A solução desta questão, que ainda não obteve resposta suficientemente consolidada na jurisprudência tributária, tem por ponto de partida a determinação do sentido e alcance do artigo 103º da LGT, em cujo nº 1 se diz que «o processo de execução fiscal tem natureza judicial, sem prejuízo da participação dos órgãos da administração tributária nos actos que não tenham natureza jurisdicional»; e no nº 2 se prescreve que «é garantido aos interessados o direito de reclamação para o juiz da execução fiscal dos actos materialmente administrativos praticados por órgãos da administração tributária, nos termos do número anterior».

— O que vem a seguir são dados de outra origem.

//! Client for the authoritative content API.
//!
//! This crate provides:
//! - [`ContentFetcher`] trait for abstracting content API access
//! - [`ContentApiClient`] production client (token acquisition + per-type reads)
//! - [`MockContentClient`] mock client with pre-configured records and failures
//! - [`ContentSource`] config enum for choosing between mock and live clients
//!
//! ## Usage
//!
//! ```ignore
//! use content_api::{ContentApiConfig, ContentSource};
//! use search_indexer_shared::ContentType;
//!
//! let fetcher = ContentSource::live(ContentApiConfig::for_stage("staging", "api.example.com"))
//!     .into_fetcher();
//!
//! let record = fetcher.fetch_content(ContentType::Video, "acme", "v1").await?;
//! ```

mod client;
mod config;
mod mock;

pub use client::ContentApiClient;
pub use config::{ContentApiConfig, Identity};
pub use mock::MockContentClient;

use std::collections::HashMap;
use std::sync::Arc;

use async_trait::async_trait;
use search_indexer_shared::ContentType;
use serde_json::Value;

#[derive(Debug, thiserror::Error)]
pub enum ContentApiError {
    /// Token endpoint unreachable or answered non-2xx.
    #[error("token error: {0}")]
    Token(String),
    /// Content endpoint unreachable or answered non-2xx.
    #[error("content fetch error: {0}")]
    ContentFetch(String),
    /// Response body is not valid JSON or lacks the expected shape.
    #[error("parse error: {0}")]
    Parse(String),
    /// No record registered (mock client only).
    #[error("not found: {0}")]
    NotFound(String),
    /// The content type has no content API resource.
    #[error("unsupported content type: {0}")]
    Unsupported(ContentType),
}

impl ContentApiError {
    pub fn token(msg: impl Into<String>) -> Self {
        Self::Token(msg.into())
    }

    pub fn content_fetch(msg: impl Into<String>) -> Self {
        Self::ContentFetch(msg.into())
    }

    pub fn parse(msg: impl Into<String>) -> Self {
        Self::Parse(msg.into())
    }
}

pub type Result<T> = std::result::Result<T, ContentApiError>;

/// Trait for reading authoritative content records.
///
/// Production code uses [`ContentApiClient`], while tests use
/// [`MockContentClient`]. Nothing is retried inside an implementation; retry
/// policy belongs to the caller.
#[async_trait]
pub trait ContentFetcher: Send + Sync {
    /// Obtain an access token for `site` with the given identity.
    async fn resolve_token(&self, site: &str, identity: Identity) -> Result<String>;

    /// Fetch the authoritative record of one content item.
    ///
    /// Returns the record itself (envelopes such as the video `records` array
    /// are already unwrapped).
    async fn fetch_content(&self, content_type: ContentType, site: &str, id: &str) -> Result<Value>;
}

/// Resource path of a content type, or `None` for types not served by the API.
pub fn content_path(content_type: ContentType) -> Option<&'static str> {
    match content_type {
        ContentType::Video => Some("/content/videos"),
        ContentType::Article => Some("/content/article"),
        ContentType::Event => Some("/content/event"),
        ContentType::Audio => Some("/content/audio"),
        ContentType::Photo => Some("/content/photo"),
        ContentType::Series => None,
    }
}

/// Configuration for the content data source.
///
/// # Example
///
/// ```ignore
/// // Development/testing: serve pre-loaded records
/// let fetcher = ContentSource::mock(records).into_fetcher();
///
/// // Production: talk to the content API
/// let fetcher = ContentSource::live(config).into_fetcher();
/// ```
#[derive(Debug, Clone)]
pub enum ContentSource {
    /// Mock client with `(content type, site, id)` → record mappings.
    Mock(HashMap<(ContentType, String, String), Value>),
    /// Live content API.
    Live(ContentApiConfig),
}

impl ContentSource {
    pub fn mock(records: HashMap<(ContentType, String, String), Value>) -> Self {
        Self::Mock(records)
    }

    pub fn live(config: ContentApiConfig) -> Self {
        Self::Live(config)
    }

    /// Create the matching [`ContentFetcher`] implementation.
    pub fn into_fetcher(self) -> Arc<dyn ContentFetcher> {
        match self {
            Self::Mock(records) => Arc::new(MockContentClient::with_records(records)),
            Self::Live(config) => Arc::new(ContentApiClient::new(config)),
        }
    }
}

O enunciado normativo «o processo de execução fiscal tem natureza judicial», exprime literalmente o sentido de que a execução fiscal se realiza através de um «processo» e não de um «procedimento administrativo», no pressuposto hoje indiscutível que estamos perante realidades com natureza distinta. Como a questão já não é apenas de nomen iuris diferentes para o mesmo fenómeno processual, mas de categorias jurídicas funcional e estruturalmente diferenciadas, impõe-se averiguar se a “letra da lei” exprime correctamente o significado normativo nela contido.
À primeira vista, a maior dificuldade está no facto da norma dizer que a execução fiscal tem natureza de «processo judicial», quando é certo que a maior parte dos actos jurídicos compreendidos nessa forma processual não correspondem ao exercício de uma actividade jurisdicional. Como se sabe, do ponto de vista formal ou orgânico, à actividade dos órgãos inseridos na organização judicial dá-se o nome de função judicial; enquanto do ponto de vista material, a essa actividade dá-se o nome de função jurisdicional (cfr. art. 202º da CRP); e essa actividade é realizada de forma processualizada, a qual se assume, organicamente, como processo judicial e, materialmente, como processo jurisdicional.
Ora, deste ponto de vista, a execução não se podia identificar na totalidade com um processo de natureza judicial, porque o órgão de execução fiscal é um ente público não judicial. Neste sentido, nas palavras da lei, a execução fiscal apenas seria processo (judicial) na parte jurisdicionalizada, a referida no artigo 151º do CPPT, sendo procedimento (tributário) todos os demais actos jurídicos nela praticados pelos órgãos da administração tributária.
Mas a imperatividade do nº 1 do artigo 103º não permite chegar a essa conclusão. O que se extrai dessa norma é que a natureza judicial do processo de execução fiscal não pode prejudicar a possibilidade de participação dos órgãos da administração tributária nos actos não jurisdicionais. Com esta directiva, a lei pretende que se construa um modelo de execução fiscal, segundo a forma do processo judicial, que a um só tempo comporte momentos jurisdicionais, da competência do juiz, e momentos administrativos, da competência do órgão da administração tributária.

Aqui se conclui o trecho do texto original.